Cumulative generation of maximal entanglement between spectrally distinct qubits using squeezed light
Elena Callus, Pieter Kok

TL;DR
This paper presents a method to generate maximal entanglement between spectrally distinct solid-state qubits using squeezed light, which is robust, efficient, and tolerant to imperfections, enabling practical quantum networks.
Contribution
The authors demonstrate a novel approach to entangle spectrally distinct solid-state qubits with squeezed light without requiring identical emitters or perfect conditions.
Findings
Entanglement can be generated between spectrally distinct emitters.
The method achieves high concurrence (>99%) despite losses.

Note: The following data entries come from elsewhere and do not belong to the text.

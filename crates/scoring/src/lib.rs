//! Match scoring between a candidate profile and a job.
//!
//! Combines a proficiency-weighted skill match with an experience match
//! into a single 0-100 overall score. Pure and total: any input, including
//! empty profiles and jobs, yields in-range scores.

use serde::{Deserialize, Serialize};
use skillbridge_features::{dedup_skills, NamedSkill, SkillIndex};
use skillbridge_model::{CandidateProfile, JobRequirements, ScoreBreakdown};
use tracing::debug;

/// Weights for combining the component scores.
#[derive(Debug, Clone, Copy, PartialEq, Serialize, Deserialize)]
#[serde(default)]
pub struct ScoreWeights {
    /// Weight for the skill match component
    pub skill: f64,
    /// Weight for the experience match component
    pub experience: f64,
}

impl Default for ScoreWeights {
    fn default() -> Self {
        Self {
            skill: 0.6,
            experience: 0.4,
        }
    }
}

impl ScoreWeights {
    /// Scale the weights to sum to 1.
    ///
    /// Falls back to the defaults when either weight is negative or not
    /// finite, or when both are zero.
    pub fn sanitized(self) -> Self {
        let valid = |w: f64| w.is_finite() && w >= 0.0;
        let total = self.skill + self.experience;
        if valid(self.skill) && valid(self.experience) && total > 0.0 && total.is_finite() {
            Self {
                skill: self.skill / total,
                experience: self.experience / total,
            }
        } else {
            Self::default()
        }
    }
}

/// Score a profile against a job with the default weights.
pub fn calculate(profile: &CandidateProfile, job: &JobRequirements) -> ScoreBreakdown {
    calculate_with(&ScoreWeights::default(), profile, job)
}

/// Score a profile against a job.
pub fn calculate_with(
    weights: &ScoreWeights,
    profile: &CandidateProfile,
    job: &JobRequirements,
) -> ScoreBreakdown {
    let index = SkillIndex::from_profile(profile);
    let required = dedup_skills(&job.required_skills);

    let (skill_match_score, matched_required_skills) = skill_match(&index, &required);
    let experience_match_score =
        experience_match(profile.effective_years(), job.effective_min_years());

    let weights = weights.sanitized();
    let raw = (skill_match_score * weights.skill + experience_match_score * weights.experience)
        * 100.0;
    let overall_score = if raw.is_finite() {
        raw.clamp(0.0, 100.0)
    } else {
        0.0
    };

    debug!(
        required = required.len(),
        matched = matched_required_skills.len(),
        skill_match_score,
        experience_match_score,
        overall_score,
        "Scored profile against job"
    );

    ScoreBreakdown {
        skill_match_score,
        experience_match_score,
        overall_score,
        matched_required_skills,
    }
}

/// Average proficiency weight over the required skills.
///
/// No required skills means nothing to fail: 1.0.
fn skill_match(index: &SkillIndex, required: &[NamedSkill]) -> (f64, Vec<String>) {
    if required.is_empty() {
        return (1.0, Vec::new());
    }

    let mut total = 0.0_f64;
    let mut matched = Vec::new();

    for skill in required {
        if let Some(proficiency) = index.proficiency(&skill.key) {
            total += proficiency.weight();
            matched.push(skill.name.clone());
        }
    }

    let score = (total / required.len() as f64).clamp(0.0, 1.0);
    (score, matched)
}

/// Ratio of held to required years, capped at 1.0.
fn experience_match(years: f64, min_years: f64) -> f64 {
    if min_years <= 0.0 {
        return 1.0;
    }
    (years / min_years).clamp(0.0, 1.0)
}

#[cfg(test)]
mod tests {
    use super::*;
    use pretty_assertions::assert_eq;
    use proptest::prelude::*;
    use skillbridge_model::{CandidateSkill, Proficiency};

    fn go_expert() -> CandidateProfile {
        CandidateProfile::new().with_skill("Go", Proficiency::Expert)
    }

    #[test]
    fn test_partial_skill_match() {
        let job = JobRequirements::new(["Go", "Python"]);
        let score = calculate(&go_expert(), &job);

        assert_eq!(score.matched_required_skills, vec!["Go".to_string()]);
        assert_eq!(score.skill_match_score, 0.5);
        assert_eq!(score.experience_match_score, 1.0);
        assert!((score.overall_score - 70.0).abs() < 1e-9);
    }

    #[test]
    fn test_empty_inputs_score_perfectly() {
        let score = calculate(&CandidateProfile::new(), &JobRequirements::default());
        assert_eq!(score.skill_match_score, 1.0);
        assert_eq!(score.experience_match_score, 1.0);
        assert!((score.overall_score - 100.0).abs() < 1e-9);
        assert!(score.matched_required_skills.is_empty());
    }

    #[test]
    fn test_proficiency_weights() {
        let job = JobRequirements::new(["Rust"]);
        for (level, expected) in [
            (Proficiency::Beginner, 0.4),
            (Proficiency::Intermediate, 0.6),
            (Proficiency::Advanced, 0.8),
            (Proficiency::Expert, 1.0),
        ] {
            let profile = CandidateProfile::new().with_skill("rust", level);
            assert_eq!(calculate(&profile, &job).skill_match_score, expected);
        }
    }

    #[test]
    fn test_case_insensitive_match_keeps_job_spelling() {
        let profile = CandidateProfile::new().with_skill("  kubernetes", Proficiency::Advanced);
        let job = JobRequirements::new(["Kubernetes"]);
        let score = calculate(&profile, &job);
        assert_eq!(score.matched_required_skills, vec!["Kubernetes".to_string()]);
    }

    #[test]
    fn test_duplicate_required_skills_collapse() {
        let job = JobRequirements::new(["Go", "go", "Python"]);
        let score = calculate(&go_expert(), &job);
        assert_eq!(score.skill_match_score, 0.5);
        assert_eq!(score.matched_required_skills.len(), 1);
    }

    #[test]
    fn test_no_synonym_matching() {
        let profile = CandidateProfile::new().with_skill("JavaScript", Proficiency::Expert);
        let score = calculate(&profile, &JobRequirements::new(["JS"]));
        assert_eq!(score.skill_match_score, 0.0);
        assert!(score.matched_required_skills.is_empty());
    }

    #[test]
    fn test_experience_match() {
        let job = JobRequirements::new(Vec::<String>::new()).with_min_years(4.0);
        let junior = CandidateProfile::new().with_years(1.0);
        let senior = CandidateProfile::new().with_years(10.0);

        assert_eq!(calculate(&junior, &job).experience_match_score, 0.25);
        assert_eq!(calculate(&senior, &job).experience_match_score, 1.0);
    }

    #[test]
    fn test_negative_inputs_are_clamped() {
        let profile = CandidateProfile::new().with_years(-5.0);
        let job = JobRequirements::new(Vec::<String>::new()).with_min_years(-2.0);
        let score = calculate(&profile, &job);
        assert_eq!(score.experience_match_score, 1.0);

        let job = job.with_min_years(3.0);
        assert_eq!(calculate(&profile, &job).experience_match_score, 0.0);
    }

    #[test]
    fn test_unknown_proficiency_counts_as_beginner() {
        let mut profile = CandidateProfile::new();
        profile
            .skills
            .push(CandidateSkill::new("SQL", Proficiency::from("ninja")));
        let score = calculate(&profile, &JobRequirements::new(["SQL"]));
        assert_eq!(score.skill_match_score, 0.4);
    }

    #[test]
    fn test_invalid_weights_fall_back_to_defaults() {
        let weights = ScoreWeights {
            skill: f64::NAN,
            experience: -1.0,
        };
        let job = JobRequirements::new(["Go", "Python"]);
        assert_eq!(
            calculate_with(&weights, &go_expert(), &job),
            calculate(&go_expert(), &job)
        );
    }

    #[test]
    fn test_oversized_weights_are_normalized() {
        let weights = ScoreWeights {
            skill: 2.0,
            experience: 2.0,
        };
        let score = calculate_with(&weights, &go_expert(), &JobRequirements::new(["Go"]));
        assert_eq!(score.overall_score, 100.0);
    }

    #[test]
    fn test_undersized_weights_still_reach_full_score() {
        let weights = ScoreWeights {
            skill: 0.3,
            experience: 0.3,
        };
        let score = calculate_with(&weights, &CandidateProfile::new(), &JobRequirements::default());
        assert!((score.overall_score - 100.0).abs() < 1e-9);
    }

    #[test]
    fn test_weights_scale_to_unit_sum() {
        let weights = ScoreWeights {
            skill: 3.0,
            experience: 2.0,
        };
        assert_eq!(weights.sanitized(), ScoreWeights::default());

        let zero = ScoreWeights {
            skill: 0.0,
            experience: 0.0,
        };
        assert_eq!(zero.sanitized(), ScoreWeights::default());
    }

    const POOL: &[&str] = &["Go", "python", "Rust", "SQL", "docker", "AWS"];

    fn arb_profile() -> impl Strategy<Value = CandidateProfile> {
        (
            prop::collection::vec((0..POOL.len(), 0..4usize), 0..8),
            prop::option::of(-5.0..30.0_f64),
        )
            .prop_map(|(skills, years)| {
                let levels = [
                    Proficiency::Beginner,
                    Proficiency::Intermediate,
                    Proficiency::Advanced,
                    Proficiency::Expert,
                ];
                let mut profile = CandidateProfile::new();
                for (i, level) in skills {
                    profile.skills.push(CandidateSkill::new(POOL[i], levels[level]));
                }
                profile.years_of_experience = years;
                profile
            })
    }

    fn arb_job() -> impl Strategy<Value = JobRequirements> {
        (
            prop::collection::vec(0..POOL.len(), 0..8),
            -5.0..15.0_f64,
        )
            .prop_map(|(required, min_years)| {
                JobRequirements::new(required.into_iter().map(|i| POOL[i].to_uppercase()))
                    .with_min_years(min_years)
            })
    }

    proptest! {
        #[test]
        fn scores_stay_in_bounds(profile in arb_profile(), job in arb_job()) {
            let score = calculate(&profile, &job);
            prop_assert!((0.0..=1.0).contains(&score.skill_match_score));
            prop_assert!((0.0..=1.0).contains(&score.experience_match_score));
            prop_assert!((0.0..=100.0).contains(&score.overall_score));
        }

        #[test]
        fn matched_skills_are_required(profile in arb_profile(), job in arb_job()) {
            let score = calculate(&profile, &job);
            prop_assert!(score.matched_required_skills.len() <= job.required_skills.len());
            for name in &score.matched_required_skills {
                prop_assert!(job.required_skills.contains(name));
            }
        }

        #[test]
        fn scoring_is_idempotent(profile in arb_profile(), job in arb_job()) {
            prop_assert_eq!(calculate(&profile, &job), calculate(&profile, &job));
        }

        #[test]
        fn any_positive_weights_score_a_perfect_match_at_100(
            skill in 0.0..10.0_f64,
            experience in 0.01..10.0_f64,
        ) {
            let weights = ScoreWeights { skill, experience };
            let score = calculate_with(&weights, &go_expert(), &JobRequirements::new(["Go"]));
            prop_assert!((score.overall_score - 100.0).abs() < 1e-9);
        }
    }
}
//! Skill matching features shared by every engine.
//!
//! Provides pure functions for deciding whether a candidate holds a skill:
//! - Skill name normalization
//! - Order-preserving deduplication of job skill lists
//! - A case-insensitive index over a candidate's skills
//!
//! Matching is exact normalized equality only. "JS" and "JavaScript" are
//! different skills.

use skillbridge_model::{CandidateProfile, JobRequirements, Proficiency, SkillKey};
use std::collections::{HashMap, HashSet};

/// Normalize a skill name for comparison.
pub fn normalize_skill_name(name: &str) -> String {
    SkillKey::new(name).as_str().to_string()
}

/// A job skill with its lookup key and the exact spelling the job used.
#[derive(Debug, Clone, PartialEq, Eq)]
pub struct NamedSkill {
    pub key: SkillKey,
    pub name: String,
}

/// Collapse duplicate skill names, keeping the first occurrence and its order.
///
/// Blank names are dropped.
pub fn dedup_skills(names: &[String]) -> Vec<NamedSkill> {
    let mut seen = HashSet::new();
    names
        .iter()
        .filter_map(|name| {
            let key = SkillKey::new(name);
            if key.is_blank() || !seen.insert(key.clone()) {
                return None;
            }
            Some(NamedSkill {
                key,
                name: name.clone(),
            })
        })
        .collect()
}

/// Job skill lists after normalization.
#[derive(Debug, Clone, Default)]
pub struct NormalizedJob {
    pub required: Vec<NamedSkill>,
    /// Preferred skills that are not also required
    pub preferred: Vec<NamedSkill>,
}

/// Normalize a job's skill lists.
pub fn normalize_job(job: &JobRequirements) -> NormalizedJob {
    let required = dedup_skills(&job.required_skills);
    let required_keys: HashSet<&SkillKey> = required.iter().map(|s| &s.key).collect();

    let preferred = dedup_skills(&job.preferred_skills)
        .into_iter()
        .filter(|skill| !required_keys.contains(&skill.key))
        .collect();

    NormalizedJob {
        required,
        preferred,
    }
}

/// Case-insensitive view of a candidate's skills.
#[derive(Debug, Clone, Default)]
pub struct SkillIndex {
    by_key: HashMap<SkillKey, Proficiency>,
}

impl SkillIndex {
    /// Build the index; a later entry for the same name wins.
    pub fn from_profile(profile: &CandidateProfile) -> Self {
        let mut by_key = HashMap::with_capacity(profile.skills.len());
        for skill in &profile.skills {
            let key = skill.key();
            if key.is_blank() {
                continue;
            }
            by_key.insert(key, skill.proficiency);
        }
        Self { by_key }
    }

    pub fn proficiency(&self, key: &SkillKey) -> Option<Proficiency> {
        self.by_key.get(key).copied()
    }

    pub fn contains(&self, key: &SkillKey) -> bool {
        self.by_key.contains_key(key)
    }

    /// Look up by raw name.
    pub fn proficiency_of(&self, name: &str) -> Option<Proficiency> {
        self.proficiency(&SkillKey::new(name))
    }

    pub fn len(&self) -> usize {
        self.by_key.len()
    }

    pub fn is_empty(&self) -> bool {
        self.by_key.is_empty()
    }
}
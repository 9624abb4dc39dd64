//! Explanation generation for match results.
//!
//! Converts scores, gaps and learning plans into human-readable text
//! suitable for display in a terminal or web interface.

use serde::{Deserialize, Serialize};
use skillbridge_model::{
    GapAnalysisResult, GapCategory, LearningPhase, LearningPlan, ScoreBreakdown, SkillGap,
};

/// A structured explanation for one skill gap.
#[derive(Debug, Clone, Serialize, Deserialize)]
pub struct Explanation {
    /// Short summary (1 line)
    pub summary: String,

    /// Detailed explanation (1-2 sentences)
    pub detail: String,

    /// Severity level (0.0 - 1.0)
    pub severity: f32,

    /// Evidence items supporting this explanation
    pub evidence: Vec<EvidenceItem>,
}

/// A piece of evidence supporting an explanation.
#[derive(Debug, Clone, Serialize, Deserialize)]
pub struct EvidenceItem {
    /// Type of evidence
    pub kind: String,

    /// The specific value
    pub value: String,

    /// Optional context
    #[serde(skip_serializing_if = "Option::is_none")]
    pub context: Option<String>,
}

/// Severity on a 0-1 scale, for sorting and colouring.
pub fn category_severity(category: GapCategory) -> f32 {
    match category {
        GapCategory::Critical => 1.0,
        GapCategory::Important => 0.6,
        GapCategory::NiceToHave => 0.3,
    }
}

/// Generate explanations for every gap in an analysis.
pub fn explain_gaps(result: &GapAnalysisResult) -> Vec<Explanation> {
    result.gaps.iter().map(explain_gap).collect()
}

/// Generate an explanation for a single gap.
pub fn explain_gap(gap: &SkillGap) -> Explanation {
    let skill = &gap.skill_name;
    let severity = category_severity(gap.category);

    match (gap.category, gap.has_partial_proficiency) {
        (GapCategory::Critical, _) => Explanation {
            summary: format!("Missing required skill '{}'", skill),
            detail: format!(
                "The job lists '{}' as a requirement and it does not appear in your profile. \
                 Closing this gap has the largest effect on readiness.",
                skill
            ),
            severity,
            evidence: vec![EvidenceItem {
                kind: "required_skill".to_string(),
                value: skill.clone(),
                context: None,
            }],
        },

        (GapCategory::Important, true) => Explanation {
            summary: format!("'{}' below the expected level", skill),
            detail: format!(
                "You list '{}', but the job asks for a higher proficiency. \
                 Deepening existing knowledge is usually faster than starting fresh.",
                skill
            ),
            severity,
            evidence: vec![EvidenceItem {
                kind: "partial_proficiency".to_string(),
                value: skill.clone(),
                context: Some("held below the job's minimum".to_string()),
            }],
        },

        (GapCategory::Important, false) => Explanation {
            summary: format!("Missing preferred skill '{}'", skill),
            detail: format!(
                "'{}' is preferred for this role. Because required skills are also \
                 missing, it carries more weight than it otherwise would.",
                skill
            ),
            severity,
            evidence: vec![EvidenceItem {
                kind: "preferred_skill".to_string(),
                value: skill.clone(),
                context: Some("elevated by missing required skills".to_string()),
            }],
        },

        (GapCategory::NiceToHave, _) => Explanation {
            summary: format!("Nice to have: '{}'", skill),
            detail: format!(
                "'{}' is preferred but not required. It can strengthen an application \
                 that already meets the requirements.",
                skill
            ),
            severity,
            evidence: vec![EvidenceItem {
                kind: "preferred_skill".to_string(),
                value: skill.clone(),
                context: None,
            }],
        },
    }
}

/// One-line summary of a score breakdown.
pub fn explain_score(score: &ScoreBreakdown) -> String {
    format!(
        "Overall {:.0}/100 (skills {:.0}%, experience {:.0}%)",
        score.overall_score,
        score.skill_match_score * 100.0,
        score.experience_match_score * 100.0
    )
}

/// Generate a combined readiness summary for an analysis.
pub fn summarize_readiness(result: &GapAnalysisResult) -> String {
    if result.gaps.is_empty() {
        return format!("READY ({}/100): no skill gaps found.", result.readiness_score);
    }

    let level = if result.readiness_score >= 85 && result.critical_gap_count == 0 {
        "READY"
    } else if result.readiness_score >= 60 {
        "NEARLY READY"
    } else {
        "NOT READY"
    };

    let skills: Vec<&str> = result.gaps.iter().map(|g| g.skill_name.as_str()).collect();
    format!(
        "{} ({}/100): {}",
        level,
        result.readiness_score,
        skills.join(", ")
    )
}

/// One-line description of a learning phase.
pub fn describe_phase(phase: &LearningPhase) -> String {
    let titles: Vec<&str> = phase.resources.iter().map(|r| r.title.as_str()).collect();
    format!(
        "[{}] {} - {:.1}h: {}",
        phase.category.label(),
        phase.skill_name,
        phase.estimated_hours,
        titles.join("; ")
    )
}

/// Total hours plus the advisory calendar estimate.
pub fn summarize_plan(plan: &LearningPlan) -> String {
    if plan.phases.is_empty() {
        return "Nothing to learn for this role.".to_string();
    }

    let mut summary = format!(
        "{} phase(s), {:.1} hours total",
        plan.phases.len(),
        plan.total_estimated_hours
    );
    if let Some(weeks) = plan.estimated_weeks() {
        summary.push_str(&format!(
            " (~{:.1} weeks at {:.0}h/week)",
            weeks, plan.weekly_hours_available
        ));
    }
    summary
}

#[cfg(test)]
mod tests {
    use super::*;
    use pretty_assertions::assert_eq;
    use skillbridge_model::Resource;

    fn analysis(gaps: Vec<SkillGap>, readiness_score: u32) -> GapAnalysisResult {
        let critical_gap_count = gaps
            .iter()
            .filter(|g| g.category == GapCategory::Critical)
            .count();
        GapAnalysisResult {
            total_gaps: gaps.len(),
            critical_gap_count,
            readiness_score,
            gaps,
        }
    }

    #[test]
    fn test_explain_critical_gap() {
        let explanation = explain_gap(&SkillGap::new("Python", GapCategory::Critical));
        assert_eq!(explanation.severity, 1.0);
        assert!(explanation.summary.contains("Missing required"));
        assert_eq!(explanation.evidence[0].value, "Python");
    }

    #[test]
    fn test_explain_partial_gap() {
        let explanation = explain_gap(&SkillGap::partial("Rust", GapCategory::Important));
        assert!(explanation.summary.contains("below the expected level"));
        assert_eq!(explanation.evidence[0].kind, "partial_proficiency");
    }

    #[test]
    fn test_summarize_readiness_levels() {
        let ready = analysis(vec![], 100);
        assert!(summarize_readiness(&ready).starts_with("READY"));

        let nearly = analysis(vec![SkillGap::new("Python", GapCategory::Critical)], 85);
        assert_eq!(summarize_readiness(&nearly), "NEARLY READY (85/100): Python");

        let not_ready = analysis(
            vec![
                SkillGap::new("Python", GapCategory::Critical),
                SkillGap::new("SQL", GapCategory::Critical),
                SkillGap::new("Go", GapCategory::Critical),
            ],
            55,
        );
        assert!(summarize_readiness(&not_ready).starts_with("NOT READY"));
    }

    #[test]
    fn test_explain_score() {
        let score = ScoreBreakdown {
            skill_match_score: 0.5,
            experience_match_score: 1.0,
            overall_score: 70.0,
            matched_required_skills: vec!["Go".to_string()],
        };
        assert_eq!(
            explain_score(&score),
            "Overall 70/100 (skills 50%, experience 100%)"
        );
    }

    #[test]
    fn test_describe_phase_and_plan() {
        let phase = LearningPhase {
            skill_name: "Python".to_string(),
            category: GapCategory::Critical,
            resources: vec![Resource::free("The Python Tutorial", 10.0)],
            estimated_hours: 10.0,
        };
        assert_eq!(
            describe_phase(&phase),
            "[Critical] Python - 10.0h: The Python Tutorial"
        );

        let mut plan = LearningPlan::empty(5.0);
        plan.phases.push(phase);
        plan.total_estimated_hours = 10.0;
        assert_eq!(
            summarize_plan(&plan),
            "1 phase(s), 10.0 hours total (~2.0 weeks at 5h/week)"
        );
    }
}
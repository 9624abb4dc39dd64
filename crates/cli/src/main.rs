//! Command-line driver for the SkillBridge engines.
//!
//! Usage:
//!     skillbridge score --profile profile.json --job job.json
//!     skillbridge gaps --profile profile.json --job job.json --format json
//!     skillbridge plan --profile profile.json --job job.json --weekly-hours 8 --prefer-free

mod settings;

use anyhow::{Context, Result};
use clap::{Args, Parser, Subcommand, ValueEnum};
use serde::de::DeserializeOwned;
use serde::Serialize;
use skillbridge_catalog::ResourceCatalog;
use skillbridge_explain::{
    describe_phase, explain_gaps, explain_score, summarize_plan, summarize_readiness,
};
use skillbridge_gaps::analyze_with;
use skillbridge_model::{CandidateProfile, JobRequirements, UserPreferences};
use skillbridge_recommend::Recommender;
use skillbridge_scoring::calculate_with;
use std::path::{Path, PathBuf};

use crate::settings::Settings;

#[derive(Parser)]
#[command(name = "skillbridge")]
#[command(about = "Match a candidate profile against a job and plan the skill gaps")]
struct Cli {
    #[command(subcommand)]
    command: Commands,

    /// Engine settings file (TOML)
    #[arg(long, global = true)]
    config: Option<PathBuf>,

    /// Output format
    #[arg(short, long, value_enum, default_value = "text", global = true)]
    format: OutputFormat,
}

#[derive(Clone, Copy, PartialEq, Eq, ValueEnum)]
enum OutputFormat {
    Text,
    Json,
}

#[derive(Args)]
struct Inputs {
    /// Candidate profile (JSON)
    #[arg(short, long)]
    profile: PathBuf,

    /// Job requirements (JSON)
    #[arg(short, long)]
    job: PathBuf,
}

#[derive(Subcommand)]
enum Commands {
    /// Score the profile against the job
    Score {
        #[command(flatten)]
        inputs: Inputs,
    },

    /// List skill gaps and readiness
    Gaps {
        #[command(flatten)]
        inputs: Inputs,
    },

    /// Build a learning plan for the gaps
    Plan {
        #[command(flatten)]
        inputs: Inputs,

        /// Resource catalog (TOML or JSON); built-in catalog when omitted
        #[arg(short, long)]
        catalog: Option<PathBuf>,

        /// Hours per week available for study
        #[arg(short, long, default_value = "10")]
        weekly_hours: f64,

        /// Prefer free resources where the catalog has them
        #[arg(long)]
        prefer_free: bool,
    },
}

fn main() -> Result<()> {
    // Logs go to stderr so JSON on stdout stays parseable
    tracing_subscriber::fmt()
        .with_writer(std::io::stderr)
        .with_env_filter(
            tracing_subscriber::EnvFilter::from_default_env()
                .add_directive("skillbridge=info".parse()?),
        )
        .init();

    let cli = Cli::parse();
    let settings = Settings::load(cli.config.as_deref())?;

    match cli.command {
        Commands::Score { inputs } => run_score(&settings, &inputs, cli.format),
        Commands::Gaps { inputs } => run_gaps(&settings, &inputs, cli.format),
        Commands::Plan {
            inputs,
            catalog,
            weekly_hours,
            prefer_free,
        } => {
            let preferences = UserPreferences::new(weekly_hours, prefer_free);
            run_plan(&settings, &inputs, catalog.as_deref(), &preferences, cli.format)
        }
    }
}

fn run_score(settings: &Settings, inputs: &Inputs, format: OutputFormat) -> Result<()> {
    let (profile, job) = load_inputs(inputs)?;
    let score = calculate_with(&settings.scoring, &profile, &job);

    if format == OutputFormat::Json {
        return print_json(&score);
    }

    println!("{}", explain_score(&score));
    if !score.matched_required_skills.is_empty() {
        println!("Matched: {}", score.matched_required_skills.join(", "));
    }
    Ok(())
}

fn run_gaps(settings: &Settings, inputs: &Inputs, format: OutputFormat) -> Result<()> {
    let (profile, job) = load_inputs(inputs)?;
    let result = analyze_with(&settings.penalties, &profile, &job);

    if format == OutputFormat::Json {
        return print_json(&result);
    }

    println!("{}", summarize_readiness(&result));
    for (i, explanation) in explain_gaps(&result).iter().enumerate() {
        println!("\n{}. {}", i + 1, explanation.summary);
        println!("   {}", explanation.detail);
    }
    println!("\n---");
    println!(
        "Total: {} gap(s), {} critical",
        result.total_gaps, result.critical_gap_count
    );
    Ok(())
}

fn run_plan(
    settings: &Settings,
    inputs: &Inputs,
    catalog_path: Option<&Path>,
    preferences: &UserPreferences,
    format: OutputFormat,
) -> Result<()> {
    let (profile, job) = load_inputs(inputs)?;

    let catalog = match catalog_path {
        Some(path) => ResourceCatalog::load(path)?,
        None => ResourceCatalog::builtin().context("built-in catalog is invalid")?,
    };
    let recommender = Recommender::new(catalog).with_config(settings.recommend);
    let plan = recommender.generate(&profile, &job, preferences);

    if !plan.uncovered_skills.is_empty() {
        tracing::warn!(
            skills = ?plan.uncovered_skills,
            "Catalog has no resources for some gaps"
        );
    }

    if format == OutputFormat::Json {
        return print_json(&plan);
    }

    println!("{}", summarize_plan(&plan));
    for (i, phase) in plan.phases.iter().enumerate() {
        println!("{}. {}", i + 1, describe_phase(phase));
    }
    if !plan.uncovered_skills.is_empty() {
        println!("No resources for: {}", plan.uncovered_skills.join(", "));
    }
    Ok(())
}

fn load_inputs(inputs: &Inputs) -> Result<(CandidateProfile, JobRequirements)> {
    let profile = read_json(&inputs.profile)?;
    let job = read_json(&inputs.job)?;
    Ok((profile, job))
}

fn read_json<T: DeserializeOwned>(path: &Path) -> Result<T> {
    let raw = std::fs::read_to_string(path)
        .with_context(|| format!("failed to read {}", path.display()))?;
    serde_json::from_str(&raw).with_context(|| format!("failed to parse {}", path.display()))
}

fn print_json<T: Serialize>(value: &T) -> Result<()> {
    println!("{}", serde_json::to_string_pretty(value)?);
    Ok(())
}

Entanglement build-up can be faster with certain spectral ratios.
Abstract
We demonstrate how to create maximal entanglement between two qubits that are encoded in two spectrally distinct solid-state quantum emitters embedded in a waveguide interferometer. The optical probe is provided by readily accessible squeezed light, generated by parametric down-conversion. By continuously illuminating the emitters, the photon scattering and incremental path-erasure builds up entanglement. Our method does not require perfectly identical emitters, and accommodates spectral variations due to the fabrication process. Furthermore, for some line-width and energy ratios, the entanglement build-up can be significantly faster than for more similar emitters. It is also robust enough to create entanglement with a concurrence above 99\% in the event of scattering losses and detector inefficiencies, and can form the basis for practical entangled networks.